LEWIS FLOYD HENRY, The Gold Lions

The incomparable Lewis Floyd Henry is just such a dude. In the age when MySpace and the blogosphere have become the conventional means of achieving rock stardom, this remarkable songwriter and performer has gone the ancient route of taking to the streets to broadcast his music.

For the past few years, like a Mississippi bluesman in the early 20th century, Lewis has pitched up on street corners around London, at Brick Lane, Borough Market and the South Bank, every time trousering a pocket full of loose change, but also gradually spreading the knowledge of his extraordinary genius.

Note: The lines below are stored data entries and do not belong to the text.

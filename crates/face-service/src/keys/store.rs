//! Current/previous signing key storage with atomic rotation.
//!
//! Readers take a [`KeyRing`] snapshot: an immutable `Arc` that is swapped
//! whole on rotation. A reader therefore sees either the complete pre-rotation
//! pair or the complete post-rotation pair, never a mix. Rotations themselves
//! are serialized so that `created_at` is monotonic across generations.

use super::{generate_kid, KeyPair, KeySource};
use crate::errors::FaceError;
use crate::models::RotationInfo;
use crate::observability::metrics::{
    record_key_rotation, set_active_signing_keys, set_key_rotation_last_success,
};
use chrono::{DateTime, Utc};
use rsa::RsaPublicKey;
use std::sync::{Arc, Mutex, MutexGuard, PoisonError};
use std::time::Duration;
use tracing::{error, info, instrument};

/// Immutable view of the signing keys at one point in time.
#[derive(Debug)]
pub struct KeyRing {
    current: Arc<KeyPair>,
    previous: Option<Arc<KeyPair>>,
    last_rotation_at: DateTime<Utc>,
}

impl KeyRing {
    pub fn current(&self) -> &Arc<KeyPair> {
        &self.current
    }

    pub fn previous(&self) -> Option<&Arc<KeyPair>> {
        self.previous.as_ref()
    }

    /// When the store was created or last rotated.
    pub fn last_rotation_at(&self) -> DateTime<Utc> {
        self.last_rotation_at
    }

    /// Current first, then previous if present.
    pub fn keys(&self) -> impl Iterator<Item = &Arc<KeyPair>> {
        std::iter::once(&self.current).chain(self.previous.iter())
    }

    pub fn contains_kid(&self, kid: &str) -> bool {
        self.keys().any(|key| key.kid() == kid)
    }
}

pub struct KeyStore {
    source: Arc<dyn KeySource>,
    rotation_interval: Duration,
    ring: Mutex<Arc<KeyRing>>,
    rotation_lock: Mutex<()>,
}

impl KeyStore {
    /// Create the store with one freshly generated current key.
    ///
    /// Fails if the key source cannot produce a key; the caller must treat
    /// that as fatal.
    pub fn new(source: Arc<dyn KeySource>, rotation_interval: Duration) -> Result<Self, FaceError> {
        let created_at = Utc::now();
        let private_key = source.generate().map_err(|e| {
            error!(target: "face.keys", source = source.name(), error = %e, "Initial key generation failed");
            e
        })?;
        let current = KeyPair::from_private_key(&private_key, generate_kid(created_at), created_at)?;

        info!(
            target: "face.keys",
            kid = %current.kid(),
            source = source.name(),
            "Initial signing key generated"
        );
        set_active_signing_keys(1);

        Ok(Self {
            source,
            rotation_interval,
            ring: Mutex::new(Arc::new(KeyRing {
                current: Arc::new(current),
                previous: None,
                last_rotation_at: created_at,
            })),
            rotation_lock: Mutex::new(()),
        })
    }

    fn lock_ring(&self) -> MutexGuard<'_, Arc<KeyRing>> {
        // The guarded value is only ever replaced whole, so a poisoned lock
        // still holds a consistent ring.
        self.ring.lock().unwrap_or_else(PoisonError::into_inner)
    }

    /// Consistent view of current and previous keys.
    pub fn snapshot(&self) -> Arc<KeyRing> {
        Arc::clone(&self.lock_ring())
    }

    pub fn current_public(&self) -> RsaPublicKey {
        self.snapshot().current.public_key().clone()
    }

    pub fn previous_public(&self) -> Option<RsaPublicKey> {
        self.snapshot()
            .previous
            .as_ref()
            .map(|key| key.public_key().clone())
    }

    /// The generation new tokens are signed with.
    pub fn current_signing_key(&self) -> Arc<KeyPair> {
        Arc::clone(&self.snapshot().current)
    }

    pub fn current_kid(&self) -> String {
        self.snapshot().current.kid().to_string()
    }

    pub fn previous_kid(&self) -> Option<String> {
        self.snapshot()
            .previous
            .as_ref()
            .map(|key| key.kid().to_string())
    }

    pub fn rotation_interval(&self) -> Duration {
        self.rotation_interval
    }

    /// Generate a new current key and demote the old current to previous.
    ///
    /// The old previous is evicted. On failure the store is left untouched.
    /// Returns the new current kid.
    #[instrument(skip_all, name = "face.keys.rotate")]
    pub fn rotate(&self) -> Result<String, FaceError> {
        let _rotation = self
            .rotation_lock
            .lock()
            .unwrap_or_else(PoisonError::into_inner);

        match self.rotate_locked() {
            Ok(kid) => {
                record_key_rotation("success");
                Ok(kid)
            }
            Err(e) => {
                record_key_rotation("error");
                error!(target: "face.keys", source = self.source.name(), error = %e, "Key rotation failed");
                Err(e)
            }
        }
    }

    fn rotate_locked(&self) -> Result<String, FaceError> {
        let before = self.snapshot();
        let private_key = self.source.generate()?;

        // Wall clock may step backwards; a generation never predates its parent.
        let created_at = Utc::now().max(before.current.created_at());

        let mut kid = generate_kid(created_at);
        while before.contains_kid(&kid) {
            kid = generate_kid(created_at);
        }

        let current = Arc::new(KeyPair::from_private_key(&private_key, kid, created_at)?);
        let evicted = before.previous.as_ref().map(|key| key.kid().to_string());

        let next = Arc::new(KeyRing {
            current: Arc::clone(&current),
            previous: Some(Arc::clone(&before.current)),
            last_rotation_at: created_at,
        });
        *self.lock_ring() = next;

        info!(
            target: "face.keys",
            new_kid = %current.kid(),
            previous_kid = %before.current.kid(),
            evicted_kid = evicted.as_deref().unwrap_or("none"),
            "Signing key rotated"
        );
        set_active_signing_keys(2);
        set_key_rotation_last_success(created_at.timestamp());

        Ok(current.kid().to_string())
    }

    /// Rotation status derived from one snapshot.
    pub fn rotation_info(&self) -> RotationInfo {
        let ring = self.snapshot();
        let interval = chrono::Duration::from_std(self.rotation_interval)
            .unwrap_or_else(|_| chrono::Duration::zero());

        RotationInfo {
            last_rotation: ring.last_rotation_at,
            next_rotation: ring.last_rotation_at + interval,
            current_kid: ring.current.kid().to_string(),
            previous_kid: ring.previous.as_ref().map(|key| key.kid().to_string()),
            rotation_interval_minutes: self.rotation_interval.as_secs_f64() / 60.0,
        }
    }
}

impl std::fmt::Debug for KeyStore {
    fn fmt(&self, f: &mut std::fmt::Formatter<'_>) -> std::fmt::Result {
        let ring = self.snapshot();
        f.debug_struct("KeyStore")
            .field("source", &self.source.name())
            .field("current_kid", &ring.current.kid())
            .field("previous_kid", &ring.previous.as_ref().map(|key| key.kid()))
            .field("rotation_interval", &self.rotation_interval)
            .finish()
    }
}
//! Face verification and registration over HTTP with mocked collaborators.

use face_service::services::face_auth_service::face_point_id;
use face_test_utils::{
    assert_envelope, live_face, spoofed_face, test_config_with, IdentityReply, MockFaceIndex,
    TestCollaborators, TestFaceServer, TokenAssertions, TEST_USER_EMAIL, TEST_USER_ID,
};
use reqwest::multipart::{Form, Part};
use reqwest::StatusCode;
use serde_json::Value;
use std::sync::Arc;

fn image_part() -> Part {
    Part::bytes(b"\xff\xd8\xff\xe0 fake jpeg".to_vec()).file_name("face.jpg")
}

fn registration_form() -> Form {
    Form::new()
        .part("image", image_part())
        .text("firstName", "Ada")
        .text("lastName", "Lovelace")
        .text("email", TEST_USER_EMAIL)
        .text("position", "Engineer")
        .text("departmentId", "dept-7")
        .text("timeLogged", "2024-05-01T08:30:00+00:00")
}

async fn post_form(
    server: &TestFaceServer,
    path: &str,
    form: Form,
) -> Result<(StatusCode, Value), anyhow::Error> {
    let response = reqwest::Client::new()
        .post(format!("{}{path}", server.url()))
        .multipart(form)
        .send()
        .await?;
    let status = response.status();
    let body: Value = response.json().await?;
    assert_envelope(&body, status.as_u16(), status.is_success());
    Ok((status, body))
}

async fn verify(server: &TestFaceServer) -> Result<(StatusCode, Value), anyhow::Error> {
    post_form(server, "/api/verify-face", Form::new().part("image", image_part())).await
}

// ============================================================================
// POST /api/verify-face
// ============================================================================

#[tokio::test]
async fn test_verify_match_returns_token_for_user() -> Result<(), anyhow::Error> {
    let server = TestFaceServer::spawn_with(TestCollaborators {
        face_index: Arc::new(MockFaceIndex::matching("user-5", None)),
        ..Default::default()
    })
    .await?;

    let (status, body) = verify(&server).await?;
    assert_eq!(status, StatusCode::OK);
    assert_eq!(body["message"], "Face verified successfully");
    assert_eq!(body["data"]["user_id"], "user-5");

    let token = body["data"]["jwt_token"].as_str().expect("token in data");
    token
        .assert_credential_shape()
        .assert_signed_by(&server.key_store().current_kid())
        .assert_claim("user_id", "user-5");

    let claims = server.verifier().verify(token)?;
    assert_eq!(claims.user_id(), Some("user-5"));

    Ok(())
}

#[tokio::test]
async fn test_verify_without_match_is_not_found() -> Result<(), anyhow::Error> {
    let server = TestFaceServer::spawn().await?;

    let (status, body) = verify(&server).await?;
    assert_eq!(status, StatusCode::NOT_FOUND);
    assert_eq!(body["message"], "No match found. Please register your face.");

    Ok(())
}

#[tokio::test]
async fn test_verify_face_checks() -> Result<(), anyhow::Error> {
    let server = TestFaceServer::spawn().await?;
    let cases = [
        (
            vec![],
            "Unable to detect face, ensure the face and camera is clear",
        ),
        (vec![live_face(), live_face()], "Multiple faces detected"),
        (vec![spoofed_face()], "Face is not real, please try again."),
    ];

    for (faces, message) in cases {
        server.embedder().set_faces(faces);
        let (status, body) = verify(&server).await?;
        assert_eq!(status, StatusCode::BAD_REQUEST);
        assert_eq!(body["message"], message);
    }

    Ok(())
}

#[tokio::test]
async fn test_verify_without_image_is_bad_request() -> Result<(), anyhow::Error> {
    let server = TestFaceServer::spawn().await?;

    let (status, body) = post_form(
        &server,
        "/api/verify-face",
        Form::new().text("note", "no picture"),
    )
    .await?;
    assert_eq!(status, StatusCode::BAD_REQUEST);
    assert_eq!(body["message"], "No image provided");
    assert_eq!(server.embedder().calls(), 0);

    Ok(())
}

#[tokio::test]
async fn test_verify_index_failure_is_generic_500() -> Result<(), anyhow::Error> {
    let server = TestFaceServer::spawn().await?;
    server.face_index().set_failing(true);

    let (status, body) = verify(&server).await?;
    assert_eq!(status, StatusCode::INTERNAL_SERVER_ERROR);
    assert_eq!(body["message"], "Something went wrong. Please try again.");

    Ok(())
}

// ============================================================================
// POST /api/register-face
// ============================================================================

#[tokio::test]
async fn test_register_forwards_signed_token_and_stores_face() -> Result<(), anyhow::Error> {
    let server = TestFaceServer::spawn().await?;

    let (status, body) = post_form(&server, "/api/register-face", registration_form()).await?;
    assert_eq!(status, StatusCode::OK);
    assert_eq!(body["message"], "Face registered successfully");
    assert_eq!(body["data"]["user"]["id"], TEST_USER_ID);

    let calls = server.identity().calls();
    assert_eq!(calls.len(), 1);
    let call = calls.first().expect("one backend call");
    assert_eq!(call.payload["email"], TEST_USER_EMAIL);
    assert_eq!(call.payload["storeId"], Value::Null);

    let claims = server.verifier().verify(&call.token)?;
    assert_eq!(claims.get("email"), Some(&Value::from(TEST_USER_EMAIL)));
    assert_eq!(claims.get("departmentId"), Some(&Value::from("dept-7")));

    let upserts = server.face_index().upserts();
    let record = upserts.first().expect("face stored");
    assert_eq!(record.id, face_point_id(TEST_USER_ID));
    assert_eq!(record.user_id, TEST_USER_ID);
    assert_eq!(record.email, TEST_USER_EMAIL);
    assert_eq!(record.registered_at, "2024-05-01T08:30:00+00:00");

    Ok(())
}

#[tokio::test]
async fn test_register_duplicate_face_is_rejected() -> Result<(), anyhow::Error> {
    let server = TestFaceServer::spawn_with(TestCollaborators {
        face_index: Arc::new(MockFaceIndex::matching("user-1", Some(TEST_USER_EMAIL))),
        ..Default::default()
    })
    .await?;

    let (status, body) = post_form(&server, "/api/register-face", registration_form()).await?;
    assert_eq!(status, StatusCode::BAD_REQUEST);
    assert_eq!(
        body["message"],
        "Face already registered. Please login instead or use a different email."
    );
    assert!(server.identity().calls().is_empty());

    Ok(())
}

#[tokio::test]
async fn test_register_same_face_different_email_proceeds() -> Result<(), anyhow::Error> {
    let server = TestFaceServer::spawn_with(TestCollaborators {
        face_index: Arc::new(MockFaceIndex::matching("user-1", Some("other@example.com"))),
        ..Default::default()
    })
    .await?;

    let (status, _) = post_form(&server, "/api/register-face", registration_form()).await?;
    assert_eq!(status, StatusCode::OK);

    Ok(())
}

#[tokio::test]
async fn test_register_face_checks() -> Result<(), anyhow::Error> {
    let server = TestFaceServer::spawn().await?;
    let cases = [
        (
            vec![],
            "No face detected. Please ensure your face is clearly visible.",
        ),
        (
            vec![live_face(), live_face()],
            "Multiple faces detected. Please ensure only one face is in the image.",
        ),
        (
            vec![spoofed_face()],
            "Liveness check failed. Please use a real face, not a photo or video.",
        ),
    ];

    for (faces, message) in cases {
        server.embedder().set_faces(faces);
        let (status, body) = post_form(&server, "/api/register-face", registration_form()).await?;
        assert_eq!(status, StatusCode::BAD_REQUEST);
        assert_eq!(body["message"], message);
    }
    assert!(server.identity().calls().is_empty());

    Ok(())
}

#[tokio::test]
async fn test_register_missing_field_is_bad_request() -> Result<(), anyhow::Error> {
    let server = TestFaceServer::spawn().await?;
    let form = Form::new()
        .part("image", image_part())
        .text("firstName", "Ada")
        .text("lastName", "Lovelace")
        .text("position", "Engineer")
        .text("departmentId", "dept-7")
        .text("timeLogged", "2024-05-01T08:30:00+00:00");

    let (status, body) = post_form(&server, "/api/register-face", form).await?;
    assert_eq!(status, StatusCode::BAD_REQUEST);
    assert_eq!(body["message"], "Missing field: email");

    Ok(())
}

#[tokio::test]
async fn test_register_backend_status_passes_through() -> Result<(), anyhow::Error> {
    let server = TestFaceServer::spawn().await?;
    server.identity().set_reply(IdentityReply::Status {
        status: 409,
        body: "Email already exists".to_string(),
    });

    let (status, body) = post_form(&server, "/api/register-face", registration_form()).await?;
    assert_eq!(status, StatusCode::CONFLICT);
    assert_eq!(body["message"], "Email already exists");
    assert!(server.face_index().upserts().is_empty());

    Ok(())
}

#[tokio::test]
async fn test_register_backend_timeout_is_gateway_timeout() -> Result<(), anyhow::Error> {
    let server = TestFaceServer::spawn().await?;
    server.identity().set_reply(IdentityReply::Timeout);

    let (status, body) = post_form(&server, "/api/register-face", registration_form()).await?;
    assert_eq!(status, StatusCode::GATEWAY_TIMEOUT);
    assert_eq!(
        body["message"],
        "Registration service is unavailable. Please try again later."
    );

    Ok(())
}

#[tokio::test]
async fn test_register_backend_unreachable_is_500() -> Result<(), anyhow::Error> {
    let server = TestFaceServer::spawn().await?;
    server.identity().set_reply(IdentityReply::Unreachable);

    let (status, body) = post_form(&server, "/api/register-face", registration_form()).await?;
    assert_eq!(status, StatusCode::INTERNAL_SERVER_ERROR);
    assert_eq!(body["message"], "Failed to connect to auth service");

    Ok(())
}

// ============================================================================
// Per-client rate limit
// ============================================================================

#[tokio::test]
async fn test_face_routes_are_rate_limited_per_client() -> Result<(), anyhow::Error> {
    let server = TestFaceServer::spawn_with_config(
        test_config_with(&[("RATE_LIMIT_PER_MINUTE", "2")])?,
        TestCollaborators::default(),
    )
    .await?;

    for _ in 0..2 {
        let (status, _) = verify(&server).await?;
        assert_eq!(status, StatusCode::NOT_FOUND);
    }

    let (status, body) = post_form(&server, "/api/register-face", registration_form()).await?;
    assert_eq!(status, StatusCode::TOO_MANY_REQUESTS);
    assert_eq!(body["message"], "Too many requests. Please try again later.");
    assert!(server.identity().calls().is_empty());

    // Only the face endpoints share the budget.
    let health = reqwest::get(format!("{}/health", server.url())).await?;
    assert_eq!(health.status(), StatusCode::OK);

    Ok(())
}
//! Utilities shared between the face service and its test tooling.

#![warn(clippy::pedantic)]

/// Module for secret types that prevent accidental logging
pub mod secret;

/// Module for credential token utilities (claims, limits, header inspection)
pub mod jwt;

Unlike those Delta entertainers, he arrives armed with a trolley carrying a battery-operated amplifier and diddy custom-made drumkit – hence the title of his mind-blowing debut album, ‘One Man & His 30w Pram’. Even less like them, he has accrued 100,000 hits for a YouTube clip, where he blasts out a block-rockin’ take on The Wu-Tang Clan’s ‘Protect Ya Neck’ outside Tottenham Court Road tube station. Elsewhere on the site, you can see him busting out a Prokofiev tune with his teeth. As one comment thereabouts imaginatively puts it, “When Bob Marley, Jimi Hendrix and Ol’ Dirty Bastard died, this guy was born.